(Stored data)
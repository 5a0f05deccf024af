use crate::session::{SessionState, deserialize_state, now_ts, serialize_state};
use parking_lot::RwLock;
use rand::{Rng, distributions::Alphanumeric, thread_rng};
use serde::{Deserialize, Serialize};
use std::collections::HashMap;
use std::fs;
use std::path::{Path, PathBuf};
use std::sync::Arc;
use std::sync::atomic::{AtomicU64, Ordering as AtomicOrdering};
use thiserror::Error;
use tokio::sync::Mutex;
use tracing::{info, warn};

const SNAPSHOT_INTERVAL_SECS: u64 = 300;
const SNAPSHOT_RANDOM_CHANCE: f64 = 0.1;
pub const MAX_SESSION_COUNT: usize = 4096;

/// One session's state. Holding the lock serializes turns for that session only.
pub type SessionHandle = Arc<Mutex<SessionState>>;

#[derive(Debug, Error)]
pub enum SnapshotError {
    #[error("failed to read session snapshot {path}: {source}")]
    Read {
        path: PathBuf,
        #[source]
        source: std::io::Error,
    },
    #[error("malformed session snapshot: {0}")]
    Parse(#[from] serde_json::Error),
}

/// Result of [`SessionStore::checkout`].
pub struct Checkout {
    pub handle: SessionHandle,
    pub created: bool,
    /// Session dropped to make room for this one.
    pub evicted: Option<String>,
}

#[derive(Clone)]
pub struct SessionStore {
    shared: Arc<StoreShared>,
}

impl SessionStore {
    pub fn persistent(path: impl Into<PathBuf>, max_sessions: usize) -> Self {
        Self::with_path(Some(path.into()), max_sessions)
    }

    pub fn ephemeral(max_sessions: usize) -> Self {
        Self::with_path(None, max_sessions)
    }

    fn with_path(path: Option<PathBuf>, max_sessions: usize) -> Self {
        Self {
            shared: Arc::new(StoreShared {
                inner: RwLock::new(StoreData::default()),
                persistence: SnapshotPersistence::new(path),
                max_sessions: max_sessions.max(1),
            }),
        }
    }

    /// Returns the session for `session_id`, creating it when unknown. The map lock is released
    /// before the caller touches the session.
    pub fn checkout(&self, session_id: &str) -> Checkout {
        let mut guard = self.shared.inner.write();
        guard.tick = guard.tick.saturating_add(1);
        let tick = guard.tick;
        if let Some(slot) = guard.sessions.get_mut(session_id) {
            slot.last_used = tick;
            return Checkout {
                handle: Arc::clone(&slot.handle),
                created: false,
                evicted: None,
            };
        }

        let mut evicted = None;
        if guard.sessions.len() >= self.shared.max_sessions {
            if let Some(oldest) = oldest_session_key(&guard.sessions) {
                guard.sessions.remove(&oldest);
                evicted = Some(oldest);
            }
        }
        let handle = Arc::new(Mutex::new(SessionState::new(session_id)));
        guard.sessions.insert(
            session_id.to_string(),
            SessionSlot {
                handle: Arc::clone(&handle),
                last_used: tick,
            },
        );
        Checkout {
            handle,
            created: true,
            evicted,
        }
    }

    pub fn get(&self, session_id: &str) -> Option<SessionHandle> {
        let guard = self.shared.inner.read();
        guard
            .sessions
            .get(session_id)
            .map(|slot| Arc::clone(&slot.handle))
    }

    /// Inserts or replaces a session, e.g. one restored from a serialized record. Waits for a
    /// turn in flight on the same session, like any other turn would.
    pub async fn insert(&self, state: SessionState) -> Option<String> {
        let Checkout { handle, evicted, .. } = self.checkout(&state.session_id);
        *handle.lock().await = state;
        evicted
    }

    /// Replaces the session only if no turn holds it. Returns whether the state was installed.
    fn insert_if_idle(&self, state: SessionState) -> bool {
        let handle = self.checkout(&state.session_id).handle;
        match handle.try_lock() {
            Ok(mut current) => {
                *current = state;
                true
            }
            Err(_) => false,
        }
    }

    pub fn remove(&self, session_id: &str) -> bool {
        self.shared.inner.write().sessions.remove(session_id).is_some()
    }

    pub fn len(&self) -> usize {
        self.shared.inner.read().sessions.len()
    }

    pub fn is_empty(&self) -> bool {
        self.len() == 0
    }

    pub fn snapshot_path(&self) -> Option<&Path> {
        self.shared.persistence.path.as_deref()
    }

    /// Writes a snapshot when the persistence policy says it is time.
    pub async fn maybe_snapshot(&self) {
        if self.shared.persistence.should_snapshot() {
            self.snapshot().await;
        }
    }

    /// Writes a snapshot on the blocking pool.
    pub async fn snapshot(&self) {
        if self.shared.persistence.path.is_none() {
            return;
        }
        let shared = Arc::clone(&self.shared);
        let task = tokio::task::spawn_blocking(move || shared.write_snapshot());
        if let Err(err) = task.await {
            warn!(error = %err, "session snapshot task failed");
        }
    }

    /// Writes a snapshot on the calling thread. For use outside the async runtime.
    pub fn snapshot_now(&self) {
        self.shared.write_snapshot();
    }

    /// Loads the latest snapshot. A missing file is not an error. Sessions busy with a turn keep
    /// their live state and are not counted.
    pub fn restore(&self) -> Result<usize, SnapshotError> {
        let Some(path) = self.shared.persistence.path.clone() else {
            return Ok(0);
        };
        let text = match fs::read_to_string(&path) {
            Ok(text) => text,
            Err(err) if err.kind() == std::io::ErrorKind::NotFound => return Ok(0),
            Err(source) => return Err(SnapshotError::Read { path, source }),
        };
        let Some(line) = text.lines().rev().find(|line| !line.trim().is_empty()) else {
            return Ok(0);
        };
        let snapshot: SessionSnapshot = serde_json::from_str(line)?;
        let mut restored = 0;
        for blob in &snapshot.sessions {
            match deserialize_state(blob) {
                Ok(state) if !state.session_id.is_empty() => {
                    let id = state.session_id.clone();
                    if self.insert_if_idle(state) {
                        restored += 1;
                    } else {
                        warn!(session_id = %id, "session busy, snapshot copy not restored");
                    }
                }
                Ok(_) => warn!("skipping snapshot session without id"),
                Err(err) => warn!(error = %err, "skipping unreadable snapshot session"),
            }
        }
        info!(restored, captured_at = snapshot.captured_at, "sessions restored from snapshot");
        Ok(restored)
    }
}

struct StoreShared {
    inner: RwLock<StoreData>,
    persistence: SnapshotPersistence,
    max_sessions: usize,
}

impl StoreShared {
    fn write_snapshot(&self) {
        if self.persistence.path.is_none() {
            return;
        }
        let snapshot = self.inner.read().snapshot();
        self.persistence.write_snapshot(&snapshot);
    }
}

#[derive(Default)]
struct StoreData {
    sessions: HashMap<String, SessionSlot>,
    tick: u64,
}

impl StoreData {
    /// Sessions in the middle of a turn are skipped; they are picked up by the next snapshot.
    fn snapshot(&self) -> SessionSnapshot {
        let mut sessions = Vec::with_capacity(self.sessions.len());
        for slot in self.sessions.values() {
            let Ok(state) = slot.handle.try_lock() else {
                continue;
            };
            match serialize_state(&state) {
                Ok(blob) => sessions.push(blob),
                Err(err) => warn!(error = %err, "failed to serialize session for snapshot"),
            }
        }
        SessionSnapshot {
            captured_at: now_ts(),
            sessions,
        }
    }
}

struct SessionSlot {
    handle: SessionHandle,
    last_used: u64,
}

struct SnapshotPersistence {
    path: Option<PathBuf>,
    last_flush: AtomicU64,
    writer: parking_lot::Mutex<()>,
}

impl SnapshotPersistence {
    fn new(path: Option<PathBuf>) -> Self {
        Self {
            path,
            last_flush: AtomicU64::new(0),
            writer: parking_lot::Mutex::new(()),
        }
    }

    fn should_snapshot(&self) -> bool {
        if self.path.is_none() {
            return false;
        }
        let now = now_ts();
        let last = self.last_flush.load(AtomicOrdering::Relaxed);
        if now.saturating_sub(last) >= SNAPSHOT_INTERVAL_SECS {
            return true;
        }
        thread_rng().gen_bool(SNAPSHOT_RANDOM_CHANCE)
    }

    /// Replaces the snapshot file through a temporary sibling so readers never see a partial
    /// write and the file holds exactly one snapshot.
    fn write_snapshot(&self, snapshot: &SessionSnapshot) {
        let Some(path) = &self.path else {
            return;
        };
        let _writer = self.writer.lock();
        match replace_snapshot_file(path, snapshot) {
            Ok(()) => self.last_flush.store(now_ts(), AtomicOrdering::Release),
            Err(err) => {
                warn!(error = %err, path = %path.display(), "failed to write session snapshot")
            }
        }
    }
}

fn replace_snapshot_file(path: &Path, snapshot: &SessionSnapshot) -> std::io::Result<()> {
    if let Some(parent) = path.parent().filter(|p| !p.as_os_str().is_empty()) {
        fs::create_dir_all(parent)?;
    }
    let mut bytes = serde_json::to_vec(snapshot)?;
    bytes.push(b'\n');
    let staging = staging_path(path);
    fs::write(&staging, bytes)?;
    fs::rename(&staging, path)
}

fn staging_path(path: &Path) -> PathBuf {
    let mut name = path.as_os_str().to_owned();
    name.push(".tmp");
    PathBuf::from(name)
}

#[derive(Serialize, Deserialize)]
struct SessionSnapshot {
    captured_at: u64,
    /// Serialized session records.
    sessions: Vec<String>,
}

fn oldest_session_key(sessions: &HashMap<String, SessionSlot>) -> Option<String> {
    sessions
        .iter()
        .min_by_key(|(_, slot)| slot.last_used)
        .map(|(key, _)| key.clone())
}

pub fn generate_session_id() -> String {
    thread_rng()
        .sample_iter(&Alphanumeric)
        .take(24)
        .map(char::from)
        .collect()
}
--
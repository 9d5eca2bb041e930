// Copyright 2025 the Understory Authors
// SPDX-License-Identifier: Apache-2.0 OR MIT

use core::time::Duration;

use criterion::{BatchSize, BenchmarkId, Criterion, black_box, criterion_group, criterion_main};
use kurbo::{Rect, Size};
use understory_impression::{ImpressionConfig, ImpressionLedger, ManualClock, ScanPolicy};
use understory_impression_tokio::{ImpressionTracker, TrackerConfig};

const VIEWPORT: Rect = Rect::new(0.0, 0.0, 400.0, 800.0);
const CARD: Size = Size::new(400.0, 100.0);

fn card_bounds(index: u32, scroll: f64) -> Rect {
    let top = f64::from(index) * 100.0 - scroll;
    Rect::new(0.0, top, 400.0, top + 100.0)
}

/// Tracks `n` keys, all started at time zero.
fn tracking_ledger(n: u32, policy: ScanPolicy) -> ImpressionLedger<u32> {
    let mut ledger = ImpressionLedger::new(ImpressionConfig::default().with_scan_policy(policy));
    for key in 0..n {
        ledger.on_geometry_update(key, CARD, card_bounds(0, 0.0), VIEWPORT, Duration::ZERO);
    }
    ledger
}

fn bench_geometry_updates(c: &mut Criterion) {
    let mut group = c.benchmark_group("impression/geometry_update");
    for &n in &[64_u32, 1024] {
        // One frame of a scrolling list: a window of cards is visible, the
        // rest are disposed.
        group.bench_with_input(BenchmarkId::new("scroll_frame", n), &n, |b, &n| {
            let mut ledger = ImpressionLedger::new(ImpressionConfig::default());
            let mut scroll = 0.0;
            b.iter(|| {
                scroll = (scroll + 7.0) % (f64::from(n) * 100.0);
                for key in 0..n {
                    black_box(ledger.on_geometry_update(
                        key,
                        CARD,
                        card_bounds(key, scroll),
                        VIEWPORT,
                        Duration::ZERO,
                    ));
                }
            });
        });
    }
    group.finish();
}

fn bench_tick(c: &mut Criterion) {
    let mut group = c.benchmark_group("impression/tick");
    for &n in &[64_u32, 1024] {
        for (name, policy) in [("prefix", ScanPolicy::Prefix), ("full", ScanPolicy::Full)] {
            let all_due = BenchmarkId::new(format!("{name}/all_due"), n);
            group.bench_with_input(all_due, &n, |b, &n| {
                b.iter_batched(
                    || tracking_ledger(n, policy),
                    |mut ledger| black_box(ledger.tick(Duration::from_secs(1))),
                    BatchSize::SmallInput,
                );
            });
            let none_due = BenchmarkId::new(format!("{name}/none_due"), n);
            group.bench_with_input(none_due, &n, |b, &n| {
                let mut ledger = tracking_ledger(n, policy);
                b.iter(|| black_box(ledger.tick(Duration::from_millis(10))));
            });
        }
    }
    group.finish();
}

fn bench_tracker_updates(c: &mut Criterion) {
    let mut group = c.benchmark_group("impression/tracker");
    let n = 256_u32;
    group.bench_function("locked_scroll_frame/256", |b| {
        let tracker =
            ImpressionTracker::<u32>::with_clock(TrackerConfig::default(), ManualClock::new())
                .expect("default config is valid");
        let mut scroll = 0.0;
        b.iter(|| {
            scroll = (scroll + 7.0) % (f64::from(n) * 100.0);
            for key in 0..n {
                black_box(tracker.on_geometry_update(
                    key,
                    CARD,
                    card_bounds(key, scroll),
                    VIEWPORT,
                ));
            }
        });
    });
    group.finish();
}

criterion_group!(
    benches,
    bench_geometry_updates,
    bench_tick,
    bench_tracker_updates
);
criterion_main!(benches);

__Exercise prompt__
Count the lines in these records that hold the string "task". Only the number is wanted.

__Your solution__
3